By the early 1970s, those secular elites were rubbing Mr. Novak the wrong way in other ways, too, he recounts. "I had begun to notice the appearance of two lefts — one that included my whole family and what it represented, and the other a 'new' left, based on a suddenly emerging 'constituency of conscience,' no longer rooted among people who worked with their hands and backs."

Wealthy, self-satisfied, partisans of a new, more "sensitive" and relativistic morality, the new leftists looked down on Mr. Novak's "unmeltable ethnics" — the working-class, predominantly Catholic, and culturally conservative Americans of Eastern and Southern European descent who'd eventually become the Reagan Democrats. Mr. Novak rejected the new liberalism's cultural and political views, though he still considered himself a man of the left.

Mr. Novak's rightward drift was complete after he immersed himself in the study of political economy and came out a partisan of the free economy — albeit an economy molded by a morally serious culture and robust democratic political institutions. Joining a right-of-center think tank, the American Enterprise Institute, in 1978, where he would remain until his recent retirement (and where I worked for him for several years during the 1990s), Mr.

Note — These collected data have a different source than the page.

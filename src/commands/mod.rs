//! CLI command implementations
//!
//! Each subcommand builds what it needs from the shared [`AppContext`]:
//! the coordinator, the rotator, and the platform adapters, all backed by
//! JSON state files under the configured state directory.

pub mod post;
pub mod rss;
pub mod run;
pub mod status;
pub mod tasks;

use anyhow::{Context as _, Result};
use chrono::Utc;
use std::sync::Arc;
use tokio::sync::Mutex;
use tracing::{info, warn};

use crate::config::Config;
use crate::coordinator::Coordinator;
use crate::models::Platform;
use crate::platforms::{build_posters, Poster};
use crate::rotator::ContentRotator;
use crate::storage::StateStore;

/// Shared state for command implementations
pub struct AppContext {
    pub config: Config,
    pub store: StateStore,
    pub coordinator: Arc<Mutex<Coordinator>>,
    pub rotator: Arc<Mutex<ContentRotator>>,
    pub posters: Vec<Arc<dyn Poster>>,
}

impl AppContext {
    /// Build the context from a validated config
    pub fn build(config: Config) -> Result<Self> {
        config.validate().context("Invalid configuration")?;

        let store = StateStore::new(&config.state_dir)?;
        let coordinator = Arc::new(Mutex::new(Coordinator::with_store(store.clone())));
        let rotator = Arc::new(Mutex::new(ContentRotator::new(
            config.rotation.clone(),
            Some(store.clone()),
        )));
        let posters = build_posters(&config);

        Ok(Self {
            config,
            store,
            coordinator,
            rotator,
            posters,
        })
    }

    /// Adapter for a platform, if one was built
    pub fn poster_for(&self, platform: Platform) -> Option<Arc<dyn Poster>> {
        self.posters
            .iter()
            .find(|p| p.platform() == platform)
            .cloned()
    }
}

/// One posting cycle for a platform: take the next due coordinated item
/// (refilling from the rotator when the queue is dry) and publish it.
///
/// Returns `Ok(true)` when something was posted.
pub async fn post_cycle(ctx: &AppContext, platform: Platform) -> Result<bool> {
    let Some(poster) = ctx.poster_for(platform) else {
        anyhow::bail!("no adapter available for {platform}");
    };

    let now = Utc::now();
    let mut coordinator = ctx.coordinator.lock().await;

    let mut item = coordinator.next_for_platform(platform, now);
    if item.is_none() {
        // Queue is dry: rotate one fresh piece of content in, due immediately
        let mut rotator = ctx.rotator.lock().await;
        let scheduled =
            rotator.schedule_automated(&mut coordinator, platform, 1, Some(now), 4, now);
        if scheduled.is_empty() {
            info!(platform = %platform, "Nothing to post");
            return Ok(false);
        }
        item = coordinator.next_for_platform(platform, now);
    }

    let Some(item) = item else {
        // Content exists but the platform is paced out (cooldown or limits)
        info!(platform = %platform, "Platform not ready to post");
        return Ok(false);
    };

    if !coordinator.try_acquire_rate_slot(platform) {
        warn!(platform = %platform, "Hourly rate guard rejected post");
        return Ok(false);
    }

    let result = poster.post_text(&item.text).await;
    let success = result.is_ok();
    coordinator.mark_posted(item.id, platform, success, now);

    match result {
        Ok(()) => Ok(true),
        Err(e) => Err(anyhow::Error::new(e).context(format!("posting to {platform} failed"))),
    }
}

Novak read and read Adam Smith, Friedrich Hayek, Max Weber, Alexis de Tocqueville and a vast literature of other social thinkers.

The research culminated in one of his most audacious books, 1982's "The Spirit of Democratic Capitalism," a powerful defense of democratic capitalist societies based on the very real goods they provided, including the rule of law, respect for the person and widespread prosperity. Margaret Thatcher and Poland's Solidarity leaders, among many others, would draw inspiration from it.

"Writing from Left to Right" covers lots more: Mr. Novak's conflicted views on the Vietnam War; his late-'60s run-in with left-wing campus lunacy at the experimental college of the State University of New York at Old Westbury; his stints as Ronald Reagan's ambassador to the U.N. Commission on Human Rights; his tireless efforts during the 1980s and 1990s to build a consensus for welfare reform and to find new approaches to help the poor; and his profound respect for Pope John Paul II, whose encyclical on the free society, "Centesimus Annus," he clearly influenced.

Throughout, Mr. Novak's tone is conciliatory. He draws warm portraits of allies, but he's also magnanimous toward political opponents. This marvelous political memoir deserves the widest possible readership.

Brian C. Anderson is editor of the Manhattan Institute's City Journal and author of "Democratic Capitalism and its Discontents" (Intercollegiate Studies Institute, 2007) and "South Park Conservatives" (Regnery, 2005).